黒川赤次と青崎氷河は同じ病室で数日が過ぎた。
「大丈夫か?氷ちゃん。」
「…赤次さんよりはマシかと。」
赤次は身体中包帯だらけ。
医師にも『どうしたら、こんな風になったのか』と言われていた。
動くのも大変そうである。
「本当は今からでも、ここから逃げ出したい。」
「元気そうですね。」
「そういえば、救急車で運ばれる前なんだが、黒也が初めて俺に甘えてくれたんだ。驚いたよ。逆に心配にもなったな。」
「えぇ!?マジですか?アイツが!?」
氷河は思わず大声を上げてしまった。
すると、タイミングよく病室の扉が開く。
闇原黒也がいつもより鋭い目付きで2人を見て、赤次のベッドの横に立つ。
「黒也、落ち着け。俺は何も言っていない。」
「病室から逃げ出したいってところから聞いていた。」
黒川赤次と闇原黒也が騒いでいる。
その空間の中に澪原水流がやって来た。
「氷河!!」
「水流、痛いんだけどな。」
氷河に飛びつく水流。
本日、やっと面会ができるようになったのだ。
水流はずっと心配していた。
「よかった。オレの知ってる氷河に戻ってる。」
「水流…。」
「優しくて、一緒にいると安心するんだ。」
最近の氷河は何かが変だった。
あまり能力を使いたがらなかった彼が、不良相手に毎日のように喧嘩をしていた。
笑顔も見せてくれなかったし、
話すらかけてくれなくなった。
「オレの…せいなのか?」
「違う、お前のせいじゃない。俺がバカだったからだ。今まで悪かったよ。

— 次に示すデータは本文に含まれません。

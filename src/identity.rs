//! Session identity. Not a security boundary: a session id only tells the
//! server which seat a connection controls.

use crate::types::SessionId;
use ulid::Ulid;

/// Keep a client-presented session id if it is a well-formed ULID, otherwise
/// issue a fresh one
pub fn resolve_session(presented: Option<&str>) -> SessionId {
    presented
        .map(str::trim)
        .and_then(|s| Ulid::from_string(s).ok())
        .unwrap_or_else(Ulid::new)
        .to_string()
}

#[cfg(test)]
mod tests {
    use super::*;

    #[test]
    fn test_valid_session_is_kept() {
        let issued = resolve_session(None);
        assert_eq!(resolve_session(Some(&issued)), issued);
    }

    #[test]
    fn test_malformed_session_is_replaced() {
        let resolved = resolve_session(Some("not-a-session"));
        assert_ne!(resolved, "not-a-session");
        assert!(Ulid::from_string(&resolved).is_ok());
    }

    #[test]
    fn test_fresh_sessions_differ() {
        assert_ne!(resolve_session(None), resolve_session(None));
    }
}
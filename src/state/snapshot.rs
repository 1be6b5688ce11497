//! Viewer-specific room snapshots.
//!
//! A snapshot is the only thing clients ever see of a room. Which keyword,
//! which capability tags and which liar flags it carries depends on who is
//! looking: citizens must not learn the liar's seat, observers see no keyword.

use super::room::{Room, Stage};
use crate::types::*;
use serde::{Deserialize, Serialize};

#[derive(Debug, Clone, Copy, Serialize, Deserialize, PartialEq, Eq)]
#[serde(rename_all = "snake_case")]
pub enum ViewerRole {
    Player,
    Observer,
}

#[derive(Debug, Clone, Serialize, Deserialize, PartialEq)]
pub struct ViewerInfo {
    pub role: ViewerRole,
    pub seat_id: Option<SeatId>,
    pub capability: Option<Capability>,
    pub is_liar: Option<bool>,
}

#[derive(Debug, Clone, Serialize, Deserialize, PartialEq)]
pub struct SeatView {
    pub id: SeatId,
    pub display_name: String,
    pub capability: Capability,
    pub is_self: bool,
    /// Only present when the viewer is allowed to know
    #[serde(skip_serializing_if = "Option::is_none")]
    pub is_liar: Option<bool>,
}

#[derive(Debug, Clone, Serialize, Deserialize, PartialEq)]
pub struct RoomSnapshot {
    pub code: RoomCode,
    pub game_no: u32,
    pub version: u64,
    pub category: String,
    /// Keyword as this viewer is allowed to see it
    pub keyword: String,
    pub viewer: ViewerInfo,
    pub seats: Vec<SeatView>,
    pub phase: Phase,
    pub phase_index: usize,
    pub phases: Vec<Phase>,
    pub turn: Option<Turn>,
    /// Seat holding the turn; withheld from citizens while the game runs
    pub turn_seat_id: Option<SeatId>,
    pub awaiting_reveal: bool,
    pub transcript: Vec<Message>,
    pub busy: bool,
    pub outcome: Option<VoteResult>,
}

impl RoomSnapshot {
    pub fn seat(&self, seat_id: &str) -> Option<&SeatView> {
        self.seats.iter().find(|s| s.id == seat_id)
    }

    pub fn own_seat(&self) -> Option<&SeatView> {
        self.seats.iter().find(|s| s.is_self)
    }
}

impl Room {
    /// Render the room for one viewer. `None` or an unseated session renders
    /// the observer view.
    pub fn snapshot_for(&self, session: Option<&str>) -> RoomSnapshot {
        let ended = self.stage == Stage::Ended;
        let own = session.and_then(|s| self.seat_of(s));
        let viewer_is_liar = own.is_some_and(|s| s.is_liar);
        let sees_roles = ended || viewer_is_liar;

        let keyword = if ended {
            self.keyword().to_string()
        } else {
            own.map(|s| s.keyword.clone())
                .unwrap_or_else(|| self.config.masked_keyword.clone())
        };

        let seats = self
            .seats
            .iter()
            .map(|seat| {
                let is_self = own.is_some_and(|o| o.id == seat.id);
                let capability = if is_self || sees_roles {
                    seat.capability
                } else {
                    seat.capability.public()
                };
                SeatView {
                    id: seat.id.clone(),
                    display_name: seat.display_name.clone(),
                    capability,
                    is_self,
                    is_liar: (is_self || sees_roles).then_some(seat.is_liar),
                }
            })
            .collect();

        let turn_seat_id = if sees_roles {
            self.turn.map(|turn| match turn {
                Turn::Human => self.human_seat_id.clone(),
                Turn::Counterpart => self.counterpart_seat_id.clone(),
            })
        } else {
            None
        };

        let viewer = match own {
            Some(seat) => ViewerInfo {
                role: ViewerRole::Player,
                seat_id: Some(seat.id.clone()),
                capability: Some(seat.capability),
                is_liar: Some(seat.is_liar),
            },
            None => ViewerInfo {
                role: ViewerRole::Observer,
                seat_id: None,
                capability: None,
                is_liar: None,
            },
        };

        RoomSnapshot {
            code: self.code.clone(),
            game_no: self.game_no,
            version: self.version,
            category: self.category.clone(),
            keyword,
            viewer,
            seats,
            phase: self.phase(),
            phase_index: self.phase_index,
            phases: self.config.phases.clone(),
            turn: self.turn,
            turn_seat_id,
            awaiting_reveal: self.awaiting_reveal(),
            transcript: self.transcript.clone(),
            busy: self.is_busy(),
            outcome: self.outcome.clone(),
        }
    }
}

」
黒也と水流は逸脱して能力者としては強かった。
実力主義の学校でも優秀。
氷河は普通の中の普通。
どうしたら、2人のようになれるのか?
経験が足りないのだろう。
でも、分からなかった。
そして、空回りして道を外しかけた。
「もう、大丈夫。俺にでも、できることが分かったから。」
氷河はニコリと笑う。
誰でも安心できるような場所でありたいと思う。
彼女の言ってくれたことを忘れずに…優しい存在でありたい。
それが、自分にできることだ。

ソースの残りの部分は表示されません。